Stored items
//! Diagnostics pulls and the per-file diagnostics store.
//!
//! The worker only computes diagnostics when asked (`geterr`). The
//! coordinator keeps at most one pull in flight per document, coalesces
//! edits that arrive meanwhile into a single follow-up pull, and can be
//! paused so latency-sensitive requests are not queued behind a long
//! diagnostics pass.

use std::collections::{BTreeMap, HashMap};
use std::future::Future;
use std::sync::{Arc, Mutex, MutexGuard, PoisonError};

use futures_util::future::BoxFuture;
use tokio_util::sync::CancellationToken;

use tsbridge_types::{
    ConfigFileDiagnosticBody, DiagnosticCategory, DiagnosticEventBody, DiagnosticKind,
    ServerResponse, WorkerDiagnostic,
};

use crate::events::{BridgeEvent, EventSender, emit};

/// Issues one diagnostics pull for one file.
pub trait DiagnosticsPull: Send + Sync {
    fn pull(&self, file: String, token: CancellationToken) -> BoxFuture<'static, ServerResponse>;
}

/// Latest diagnostics per file, by kind.
struct DiagnosticsStore {
    data: HashMap<String, BTreeMap<DiagnosticKind, Vec<WorkerDiagnostic>>>,
}

impl DiagnosticsStore {
    fn new() -> Self {
        Self {
            data: HashMap::new(),
        }
    }

    /// Replace one kind for `file` and return the union of all kinds.
    fn update(
        &mut self,
        file: &str,
        kind: DiagnosticKind,
        items: Vec<WorkerDiagnostic>,
    ) -> Vec<WorkerDiagnostic> {
        let kinds = self.data.entry(file.to_string()).or_default();
        if items.is_empty() {
            kinds.remove(&kind);
        } else {
            kinds.insert(kind, items);
        }
        let union: Vec<WorkerDiagnostic> = kinds.values().flatten().cloned().collect();
        if kinds.is_empty() {
            self.data.remove(file);
        }
        union
    }

    fn remove(&mut self, file: &str) -> bool {
        self.data.remove(file).is_some()
    }

    fn drain_files(&mut self) -> Vec<String> {
        self.data.drain().map(|(file, _)| file).collect()
    }

    fn snapshot(&self) -> DiagnosticsSnapshot {
        let mut files: Vec<(String, Vec<WorkerDiagnostic>)> = self
            .data
            .iter()
            .map(|(file, kinds)| (file.clone(), kinds.values().flatten().cloned().collect()))
            .collect();

        // Sort: files with errors first, then alphabetically
        files.sort_by(|a, b| {
            let a_has_errors = a.1.iter().any(|d| d.category().is_error());
            let b_has_errors = b.1.iter().any(|d| d.category().is_error());
            b_has_errors.cmp(&a_has_errors).then_with(|| a.0.cmp(&b.0))
        });

        DiagnosticsSnapshot { files }
    }
}

/// Point-in-time view of all stored diagnostics.
#[derive(Debug, Clone, Default)]
pub struct DiagnosticsSnapshot {
    /// Per-file diagnostics, sorted with error-containing files first.
    files: Vec<(String, Vec<WorkerDiagnostic>)>,
}

impl DiagnosticsSnapshot {
    #[must_use]
    pub fn files(&self) -> &[(String, Vec<WorkerDiagnostic>)] {
        &self.files
    }

    #[must_use]
    pub fn is_empty(&self) -> bool {
        self.files.is_empty()
    }

    fn count_by_category(&self, category: DiagnosticCategory) -> usize {
        self.files
            .iter()
            .flat_map(|(_, items)| items)
            .filter(|d| d.category() == category)
            .count()
    }

    #[must_use]
    pub fn error_count(&self) -> usize {
        self.count_by_category(DiagnosticCategory::Error)
    }

    #[must_use]
    pub fn warning_count(&self) -> usize {
        self.count_by_category(DiagnosticCategory::Warning)
    }

    #[must_use]
    pub fn total_count(&self) -> usize {
        self.files.iter().map(|(_, items)| items.len()).sum()
    }

    /// Format a compact status string like "E:3 W:5".
    #[must_use]
    pub fn status_string(&self) -> String {
        if self.is_empty() {
            return String::new();
        }
        format!("E:{} W:{}", self.error_count(), self.warning_count())
    }
}

struct InFlight {
    generation: u64,
    token: CancellationToken,
}

#[derive(Default)]
struct RequestRecord {
    last_requested_version: Option<i32>,
    latest_version: Option<i32>,
    dirty: bool,
    in_flight: Option<InFlight>,
}

#[derive(Default)]
struct PullState {
    records: HashMap<String, RequestRecord>,
    paused: usize,
    next_generation: u64,
}

/// A pull decided under the lock, started after it is released.
struct StartPull {
    file: String,
    generation: u64,
    token: CancellationToken,
}

impl PullState {
    fn start(&mut self, file: &str) -> Option<StartPull> {
        self.next_generation += 1;
        let generation = self.next_generation;
        let record = self.records.get_mut(file)?;
        let token = CancellationToken::new();
        record.dirty = false;
        record.last_requested_version = record.latest_version;
        record.in_flight = Some(InFlight {
            generation,
            token: token.clone(),
        });
        Some(StartPull {
            file: file.to_string(),
            generation,
            token,
        })
    }
}

struct Inner {
    state: Mutex<PullState>,
    store: Mutex<DiagnosticsStore>,
    puller: Arc<dyn DiagnosticsPull>,
    events: EventSender,
}

#[derive(Clone)]
pub struct DiagnosticsCoordinator {
    inner: Arc<Inner>,
}

impl DiagnosticsCoordinator {
    pub fn new(puller: Arc<dyn DiagnosticsPull>, events: EventSender) -> Self {
        Self {
            inner: Arc::new(Inner {
                state: Mutex::new(PullState::default()),
                store: Mutex::new(DiagnosticsStore::new()),
                puller,
                events,
            }),
        }
    }

    fn lock_state(&self) -> MutexGuard<'_, PullState> {
        self.inner
            .state
            .lock()
            .unwrap_or_else(PoisonError::into_inner)
    }

    /// Pull diagnostics for each file, or mark it dirty if a pull is
    /// already running or pulls are paused.
    pub fn request_diagnostics<I, S>(&self, files: I)
    where
        I: IntoIterator<Item = S>,
        S: Into<String>,
    {
        let mut starts = Vec::new();
        {
            let mut state = self.lock_state();
            let paused = state.paused > 0;
            for file in files {
                let file = file.into();
                let record = state.records.entry(file.clone()).or_default();
                if paused || record.in_flight.is_some() {
                    record.dirty = true;
                    continue;
                }
                starts.extend(state.start(&file));
            }
        }
        self.spawn_pulls(starts);
    }

    pub fn on_document_changed(&self, file: &str, version: i32) {
        self.lock_state()
            .records
            .entry(file.to_string())
            .or_default()
            .latest_version = Some(version);
        self.request_diagnostics([file]);
    }

    /// Cancel any pull, forget the file and clear its diagnostics.
    pub fn on_document_closed(&self, file: &str) {
        if let Some(record) = self.lock_state().records.remove(file)
            && let Some(in_flight) = record.in_flight
        {
            in_flight.token.cancel();
        }
        let mut store = self.inner.store.lock().unwrap_or_else(PoisonError::into_inner);
        store.remove(file);
        emit(
            &self.inner.events,
            BridgeEvent::Diagnostics {
                file: file.to_string(),
                diagnostics: Vec::new(),
            },
        );
    }

    /// Run `f` with diagnostics pulls paused.
    ///
    /// In-flight pulls are cancelled and re-issued once the outermost
    /// interrupt finishes.
    pub async fn interrupt_get_err<F, Fut>(&self, f: F) -> Fut::Output
    where
        F: FnOnce() -> Fut,
        Fut: Future,
    {
        let _pause = self.pause();
        f().await
    }

    fn pause(&self) -> PauseGuard {
        let mut state = self.lock_state();
        state.paused += 1;
        if state.paused == 1 {
            for (file, record) in &mut state.records {
                if let Some(in_flight) = record.in_flight.take() {
                    tracing::trace!(file = %file, "interrupting diagnostics pull");
                    in_flight.token.cancel();
                    record.dirty = true;
                }
            }
        }
        PauseGuard {
            coordinator: self.clone(),
        }
    }

    fn resume(&self) {
        let mut starts = Vec::new();
        {
            let mut state = self.lock_state();
            state.paused = state.paused.saturating_sub(1);
            if state.paused > 0 {
                return;
            }
            let dirty: Vec<String> = state
                .records
                .iter()
                .filter(|(_, record)| record.dirty && record.in_flight.is_none())
                .map(|(file, _)| file.clone())
                .collect();
            for file in dirty {
                starts.extend(state.start(&file));
            }
        }
        self.spawn_pulls(starts);
    }

    fn spawn_pulls(&self, starts: Vec<StartPull>) {
        if starts.is_empty() {
            return;
        }
        let Ok(runtime) = tokio::runtime::Handle::try_current() else {
            tracing::warn!("no runtime, diagnostics pulls skipped");
            return;
        };
        for start in starts {
            let this = self.clone();
            let future = self.inner.puller.pull(start.file.clone(), start.token);
            tracing::trace!(file = %start.file, generation = start.generation, "diagnostics pull started");
            runtime.spawn(async move {
                let response = future.await;
                this.on_pull_finished(&start.file, start.generation, &response);
            });
        }
    }

    fn on_pull_finished(&self, file: &str, generation: u64, response: &ServerResponse) {
        let start = {
            let mut state = self.lock_state();
            let paused = state.paused > 0;
            let Some(record) = state.records.get_mut(file) else {
                return;
            };
            if record
                .in_flight
                .as_ref()
                .is_none_or(|in_flight| in_flight.generation != generation)
            {
                // Superseded by an interrupt or a close.
                return;
            }
            record.in_flight = None;
            tracing::trace!(file, outcome = response.label(), "diagnostics pull finished");
            if record.dirty && !paused {
                state.start(file)
            } else {
                None
            }
        };
        self.spawn_pulls(start.into_iter().collect());
    }

    pub(crate) fn on_diagnostics(&self, kind: DiagnosticKind, body: DiagnosticEventBody) {
        let mut store = self.inner.store.lock().unwrap_or_else(PoisonError::into_inner);
        let diagnostics = store.update(&body.file, kind, body.diagnostics);
        emit(
            &self.inner.events,
            BridgeEvent::Diagnostics {
                file: body.file,
                diagnostics,
            },
        );
    }

    pub(crate) fn on_config_file_diagnostics(&self, body: ConfigFileDiagnosticBody) {
        emit(
            &self.inner.events,
            BridgeEvent::ConfigFileDiagnostics {
                config_file: body.config_file,
                trigger_file: body.trigger_file,
                diagnostics: body.diagnostics,
            },
        );
    }

    /// The worker went away: abandon pulls and clear every published file.
    pub(crate) fn on_server_stopped(&self) {
        {
            let mut state = self.lock_state();
            for record in state.records.values_mut() {
                if let Some(in_flight) = record.in_flight.take() {
                    in_flight.token.cancel();
                }
                record.dirty = false;
            }
        }
        let mut store = self.inner.store.lock().unwrap_or_else(PoisonError::into_inner);
        for file in store.drain_files() {
            emit(
                &self.inner.events,
                BridgeEvent::Diagnostics {
                    file,
                    diagnostics: Vec::new(),
                },
            );
        }
    }

    #[must_use]
    pub fn snapshot(&self) -> DiagnosticsSnapshot {
        self.inner
            .store
            .lock()
            .unwrap_or_else(PoisonError::into_inner)
            .snapshot()
    }

    pub fn is_pending(&self, file: &str) -> bool {
        self.lock_state()
            .records
            .get(file)
            .is_some_and(|record| record.in_flight.is_some())
    }

    pub fn is_dirty(&self, file: &str) -> bool {
        self.lock_state()
            .records
            .get(file)
            .is_some_and(|record| record.dirty)
    }

    /// Version most recently covered by a pull for `file`.
    pub fn last_requested_version(&self, file: &str) -> Option<i32> {
        self.lock_state()
            .records
            .get(file)
            .and_then(|record| record.last_requested_version)
    }
}

struct PauseGuard {
    coordinator: DiagnosticsCoordinator,
}

impl Drop for PauseGuard {
    fn drop(&mut self) {
        self.coordinator.resume();
    }
}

## TASK TO CARRY OUT
For this exercise, copy every line of the data that holds "DiagnosticEventBody".

## SOLVED EXERCISE
    ConfigFileDiagnosticBody, DiagnosticCategory, DiagnosticEventBody, DiagnosticKind,
    pub(crate) fn on_diagnostics(&self, kind: DiagnosticKind, body: DiagnosticEventBody) {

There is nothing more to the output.